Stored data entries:
::::

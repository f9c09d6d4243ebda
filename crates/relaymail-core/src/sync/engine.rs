//! Sync engine
//!
//! Pulls record deltas from the ledger, decrypts them with the active session
//! credential and merges them into the local store.
//!
//! ```text
//! timer ─┐
//! push  ─┼─▶ pull() ─▶ memberships ─▶ fetch_since(watermark) ─▶ decrypt ─▶ upsert
//! nudge ─┘                                                                  │
//!                                          version += 1 (if anything changed)
//! ```
//!
//! Pulls are serialized by a lock, so redundant triggers queue up behind the
//! running pull and usually find nothing new.

use std::collections::HashSet;
use std::sync::atomic::{AtomicU64, Ordering};
use std::sync::{Arc, Weak};
use std::time::Duration;

use parking_lot::{Mutex, RwLock};
use tokio::sync::{broadcast, watch, Notify};
use tokio::task::JoinHandle;
use tracing::{debug, info, warn};

use super::events::{ChangeCounts, SyncEvent, SyncStatus};
use crate::context::ClientContext;
use crate::error::{MailError, MailResult};
use crate::ledger::{BlobReader, LedgerClient, RecordDecryptor, RemoteRecord};
use crate::realtime::{EventSource, RealtimeSubscription};
use crate::session::{Clock, SessionCredential, SessionManager, SystemClock};
use crate::storage::{Storage, UpsertOutcome};
use crate::types::{Conversation, ConversationId, DecryptedPayload, Record, RecordId};

/// Default capacity for the event broadcast channel
const EVENT_CHANNEL_CAPACITY: usize = 256;

/// Default interval of the background pull loop
pub const DEFAULT_POLL_INTERVAL: Duration = Duration::from_secs(10);

/// Conversations touched within this window survive a membership list that
/// omits them, since the indexer lags behind freshly created conversations
const MEMBERSHIP_GRACE_MS: i64 = 5 * 60 * 1000;
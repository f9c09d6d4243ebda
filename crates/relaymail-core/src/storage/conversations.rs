//! Conversation Storage - metadata and sync watermarks
//!
//! Conversation metadata is stored as JSON so the persisted kind, member list
//! and last-record summary stay readable by external tooling. Watermarks are
//! plain `u64` cursors, one per conversation.

use redb::{ReadableTable, TableDefinition};

use crate::error::MailError;
use crate::types::{Conversation, ConversationId, ConversationSummary};

use super::Storage;

/// Table for conversation metadata (key: conversation id, value: JSON Conversation)
pub(crate) const CONVERSATIONS_TABLE: TableDefinition<&str, &[u8]> =
    TableDefinition::new("conversations");

/// Table for sync cursors (key: conversation id, value: watermark)
pub(crate) const WATERMARKS_TABLE: TableDefinition<&str, u64> = TableDefinition::new("watermarks");

impl Storage {
    // ═══════════════════════════════════════════════════════════════════════
    // Conversation Operations
    // ═══════════════════════════════════════════════════════════════════════

    /// Register or update conversation metadata.
    ///
    /// An existing last-record summary is kept when the incoming metadata has
    /// none, so refreshing membership never hides the newest message.
    pub fn register_conversation(&self, conversation: &Conversation) -> Result<(), MailError> {
        let db = self.db_handle();
        let db_guard = db.read();
        let write_txn = db_guard.begin_write()?;
        {
            let mut table = write_txn.open_table(CONVERSATIONS_TABLE)?;
            let existing = match table.get(conversation.id.as_str())? {
                Some(v) => Some(serde_json::from_slice::<Conversation>(v.value())?),
                None => None,
            };

            let mut merged = conversation.clone();
            if let Some(existing) = existing {
                if merged.last_record.is_none() {
                    merged.last_record = existing.last_record;
                }
                merged.updated_at = merged.updated_at.max(existing.updated_at);
            }

            let data = serde_json::to_vec(&merged)?;
            table.insert(merged.id.as_str(), data.as_slice())?;
        }
        write_txn.commit()?;
        Ok(())
    }

    /// Load conversation metadata.
    ///
    /// Returns `None` for conversations that were never registered, even when
    /// records for them exist.
    pub fn load_conversation(&self, id: &ConversationId) -> Result<Option<Conversation>, MailError> {
        let db = self.db_handle();
        let db_guard = db.read();
        let read_txn = db_guard.begin_read()?;
        let table = read_txn.open_table(CONVERSATIONS_TABLE)?;

        if let Some(data) = table.get(id.as_str())? {
            Ok(Some(serde_json::from_slice(data.value())?))
        } else {
            Ok(None)
        }
    }

    /// All registered conversations, most recently updated first
    pub fn list_registered_conversations(&self) -> Result<Vec<Conversation>, MailError> {
        let db = self.db_handle();
        let db_guard = db.read();
        let read_txn = db_guard.begin_read()?;
        let table = read_txn.open_table(CONVERSATIONS_TABLE)?;

        let mut conversations = Vec::new();
        for entry in table.iter()? {
            let (_, value) = entry?;
            conversations.push(serde_json::from_slice::<Conversation>(value.value())?);
        }
        conversations.sort_by(|a, b| b.updated_at.cmp(&a.updated_at).then(a.id.cmp(&b.id)));
        Ok(conversations)
    }

    /// Every known conversation with its records and unread count.
    ///
    /// Sorted by recency (newest activity first); conversations without
    /// records sort by their metadata update time.
    pub fn list_conversation_summaries(&self) -> Result<Vec<ConversationSummary>, MailError> {
        let mut summaries = Vec::new();
        for id in self.list_conversations()? {
            let conversation = self.load_conversation(&id)?;
            let records = self.list_by_conversation(&id)?;
            let unread = records.iter().filter(|r| !r.is_read).count();
            let last_activity = records
                .first()
                .map(|r| r.timestamp)
                .or_else(|| conversation.as_ref().map(|c| c.updated_at))
                .unwrap_or(0);
            summaries.push(ConversationSummary {
                id,
                conversation,
                records,
                unread,
                last_activity,
            });
        }
        summaries.sort_by(|a, b| {
            b.last_activity
                .cmp(&a.last_activity)
                .then_with(|| a.id.cmp(&b.id))
        });
        Ok(summaries)
    }

    // ═══════════════════════════════════════════════════════════════════════
    // Watermark Operations
    // ═══════════════════════════════════════════════════════════════════════

    /// Persist the sync cursor for a conversation.
    ///
    /// The stored value never moves backwards; a lower watermark is ignored.
    pub fn save_watermark(&self, id: &ConversationId, watermark: u64) -> Result<(), MailError> {
        let db = self.db_handle();
        let db_guard = db.read();
        let write_txn = db_guard.begin_write()?;
        {
            let mut table = write_txn.open_table(WATERMARKS_TABLE)?;
            let current = table.get(id.as_str())?.map(|v| v.value()).unwrap_or(0);
            if watermark > current {
                table.insert(id.as_str(), watermark)?;
            }
        }
        write_txn.commit()?;
        Ok(())
    }

    /// Load the sync cursor, `None` before the first successful pull
    pub fn load_watermark(&self, id: &ConversationId) -> Result<Option<u64>, MailError> {
        let db = self.db_handle();
        let db_guard = db.read();
        let read_txn = db_guard.begin_read()?;
        let table = read_txn.open_table(WATERMARKS_TABLE)?;

        Ok(table.get(id.as_str())?.map(|v| v.value()))
    }
}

::::

Assignment: In the data above, find the line with "value: JSON Conversation)" and the line with "let existing = match". Retype both, plus every line between them, exactly.

Problem solution:
/// Table for conversation metadata (key: conversation id, value: JSON Conversation)
pub(crate) const CONVERSATIONS_TABLE: TableDefinition<&str, &[u8]> =
    TableDefinition::new("conversations");

/// Table for sync cursors (key: conversation id, value: watermark)
pub(crate) const WATERMARKS_TABLE: TableDefinition<&str, u64> = TableDefinition::new("watermarks");

impl Storage {
    // ═══════════════════════════════════════════════════════════════════════
    // Conversation Operations
    // ═══════════════════════════════════════════════════════════════════════

    /// Register or update conversation metadata.
    ///
    /// An existing last-record summary is kept when the incoming metadata has
    /// none, so refreshing membership never hides the newest message.
    pub fn register_conversation(&self, conversation: &Conversation) -> Result<(), MailError> {
        let db = self.db_handle();
        let db_guard = db.read();
        let write_txn = db_guard.begin_write()?;
        {
            let mut table = write_txn.open_table(CONVERSATIONS_TABLE)?;
            let existing = match table.get(conversation.id.as_str())? {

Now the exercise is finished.